=== Activity ===
Go to the line that contains "let bytes = complete_stream(encoded.as_bytes())?;" and transcribe from there to the end of the entries, that line and the last one included.

=== Extracted information ===
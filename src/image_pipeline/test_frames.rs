//! Synthetic frames for tests: smooth content the way a defocused sensor
//! sees it, plus sensor noise confined to the low byte of 16-bit samples.

use crate::image_pipeline::frame::Frame;

fn smooth(x: u32, y: u32, width: u32, height: u32, phase: f32) -> u8 {
    let fx = x as f32 / width as f32;
    let fy = y as f32 / height as f32;
    let wave = (fx * 5.0 + phase).sin() * (fy * 3.0 + phase).cos();
    (30.0 + fx * 120.0 + fy * 60.0 + wave * 25.0).round().clamp(0.0, 255.0) as u8
}

pub(crate) fn gray8(width: u32, height: u32) -> Frame {
    let data = (0..height)
        .flat_map(|y| (0..width).map(move |x| smooth(x, y, width, height, 0.0)))
        .collect();
    Frame::from_u8(width, height, 1, data).unwrap()
}

pub(crate) fn rgb8_data(width: u32, height: u32) -> Vec<u8> {
    (0..height)
        .flat_map(|y| {
            (0..width).flat_map(move |x| {
                [
                    smooth(x, y, width, height, 0.0),
                    smooth(x, y, width, height, 1.3),
                    smooth(width - 1 - x, y, width, height, 2.1),
                ]
            })
        })
        .collect()
}

pub(crate) fn rgb8(width: u32, height: u32) -> Frame {
    Frame::from_u8(width, height, 3, rgb8_data(width, height)).unwrap()
}

/// 16-bit RGB frame whose high bytes equal [`rgb8`] and whose low bytes
/// are pseudo-random.
pub(crate) fn rgb16(width: u32, height: u32) -> Frame {
    let mut state: u32 = 0x2545_F491;
    let data = rgb8_data(width, height)
        .into_iter()
        .map(|high| {
            state ^= state << 13;
            state ^= state >> 17;
            state ^= state << 5;
            ((high as u16) << 8) | (state & 0xFF) as u16
        })
        .collect();
    Frame::from_u16(width, height, 3, data).unwrap()
}

/// Full-contrast checkerboard with `cell`-pixel squares, repeated on every
/// channel.
pub(crate) fn checkerboard(width: u32, height: u32, channels: u32, cell: u32) -> Frame {
    let data = (0..height)
        .flat_map(|y| {
            (0..width).flat_map(move |x| {
                let value = if (x / cell + y / cell) % 2 == 0 { 0 } else { 255 };
                std::iter::repeat_n(value, channels as usize)
            })
        })
        .collect();
    Frame::from_u8(width, height, channels, data).unwrap()
}

/// Neutral step wedge: 16 vertical bands from black to white, band edges
/// falling inside compression blocks.
pub(crate) fn step_wedge(width: u32, height: u32, channels: u32) -> Frame {
    let band = width.div_ceil(16);
    let data = (0..height)
        .flat_map(|_| {
            (0..width).flat_map(move |x| {
                std::iter::repeat_n(((x / band) * 17) as u8, channels as usize)
            })
        })
        .collect();
    Frame::from_u8(width, height, channels, data).unwrap()
}
//! Baseline JPEG codec built on the `image` crate.
//!
//! Grayscale frames are written as single-component JPEGs, RGB frames as
//! three-component YCbCr JPEGs. The output is a plain JFIF stream that any
//! standard JPEG decoder can read.

use image::codecs::jpeg::JpegEncoder;
use image::{DynamicImage, ExtendedColorType, ImageFormat};
use tracing::debug;

use crate::image_pipeline::codec::frame_codec::FrameCodec;
use crate::image_pipeline::codec::types::{EncodedImage, MAX_QUALITY, MIN_QUALITY};
use crate::image_pipeline::common::error::{FrameError, Result};
use crate::image_pipeline::frame::Frame;

/// Start-of-image marker
const SOI: [u8; 2] = [0xFF, 0xD8];
/// End-of-image marker
const EOI: [u8; 2] = [0xFF, 0xD9];

/// JPEG implementation of [`FrameCodec`]. Stateless; one instance can be
/// shared across threads.
#[derive(Debug, Clone, Copy, Default)]
pub struct JpegCodec;

/// Returns the complete JPEG stream inside `bytes`, without trailing zero
/// padding.
///
/// The entropy decoder is lenient with missing scan data, so truncation is
/// caught here: a complete stream starts with SOI and ends with EOI.
fn complete_stream(bytes: &[u8]) -> Result<&[u8]> {
    if bytes.is_empty() {
        return Err(FrameError::CorruptStreamError("empty payload".to_string()));
    }
    if !bytes.starts_with(&SOI) {
        return Err(FrameError::CorruptStreamError(
            "missing start-of-image marker".to_string(),
        ));
    }

    let end = bytes.iter().rposition(|&b| b != 0).map_or(0, |i| i + 1);
    if end < SOI.len() + EOI.len() || !bytes[..end].ends_with(&EOI) {
        return Err(FrameError::CorruptStreamError(format!(
            "missing end-of-image marker, stream truncated at {} bytes?",
            bytes.len()
        )));
    }
    Ok(&bytes[..end])
}

impl FrameCodec for JpegCodec {
    /// Compresses a canonical 8-bit frame.
    ///
    /// # Errors
    ///
    /// * `InvalidQualityError` - `quality` outside `1..=100`
    /// * `UnsupportedBitDepthError` - the frame is not 8-bit; normalize first
    /// * `UnsupportedChannelLayoutError` - neither grayscale nor RGB
    /// * `EncodeError` - the encoder refused the frame (e.g. a side longer
    ///   than 65535 pixels)
    fn encode(&self, frame: &Frame, quality: u8) -> Result<EncodedImage> {
        if !(MIN_QUALITY..=MAX_QUALITY).contains(&quality) {
            return Err(FrameError::InvalidQualityError(quality));
        }

        let pixels = frame
            .as_u8()
            .ok_or(FrameError::UnsupportedBitDepthError(frame.bit_depth()))?;

        let color_type = match frame.channels() {
            1 => ExtendedColorType::L8,
            3 => ExtendedColorType::Rgb8,
            other => return Err(FrameError::UnsupportedChannelLayoutError(other)),
        };

        debug!(
            "Encoding JPEG: {}x{}x{} at quality {}",
            frame.width(),
            frame.height(),
            frame.channels(),
            quality
        );

        let mut bytes = Vec::new();
        JpegEncoder::new_with_quality(&mut bytes, quality)
            .encode(pixels, frame.width(), frame.height(), color_type)
            .map_err(|e| FrameError::EncodeError(e.to_string()))?;

        debug!(
            "JPEG encoding complete: {} -> {} bytes",
            pixels.len(),
            bytes.len()
        );
        Ok(EncodedImage::new(bytes, quality))
    }

    /// Decompresses a JPEG payload into an 8-bit frame with the encoded
    /// width, height and component count.
    ///
    /// # Errors
    ///
    /// * `CorruptStreamError` - empty, truncated or otherwise malformed payload
    fn decode(&self, encoded: &EncodedImage) -> Result<Frame> {
        debug!("Decoding JPEG image, {} bytes", encoded.len());

        let bytes = complete_stream(encoded.as_bytes())?;
        let image = image::load_from_memory_with_format(bytes, ImageFormat::Jpeg)
            .map_err(|e| FrameError::CorruptStreamError(e.to_string()))?;

        let (width, height) = (image.width(), image.height());
        let (channels, data) = match image {
            DynamicImage::ImageLuma8(buffer) => (1, buffer.into_raw()),
            DynamicImage::ImageRgb8(buffer) => (3, buffer.into_raw()),
            // CMYK and other exotic streams from foreign encoders
            other => (3, other.to_rgb8().into_raw()),
        };

        debug!("Decoded image: {}x{}x{}", width, height, channels);
        Frame::from_u8(width, height, channels, data)
    }
}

=== Your solution ===
        let bytes = complete_stream(encoded.as_bytes())?;
        let image = image::load_from_memory_with_format(bytes, ImageFormat::Jpeg)
            .map_err(|e| FrameError::CorruptStreamError(e.to_string()))?;

        let (width, height) = (image.width(), image.height());
        let (channels, data) = match image {
            DynamicImage::ImageLuma8(buffer) => (1, buffer.into_raw()),
            DynamicImage::ImageRgb8(buffer) => (3, buffer.into_raw()),
            // CMYK and other exotic streams from foreign encoders
            other => (3, other.to_rgb8().into_raw()),
        };

        debug!("Decoded image: {}x{}x{}", width, height, channels);
        Frame::from_u8(width, height, channels, data)
    }
}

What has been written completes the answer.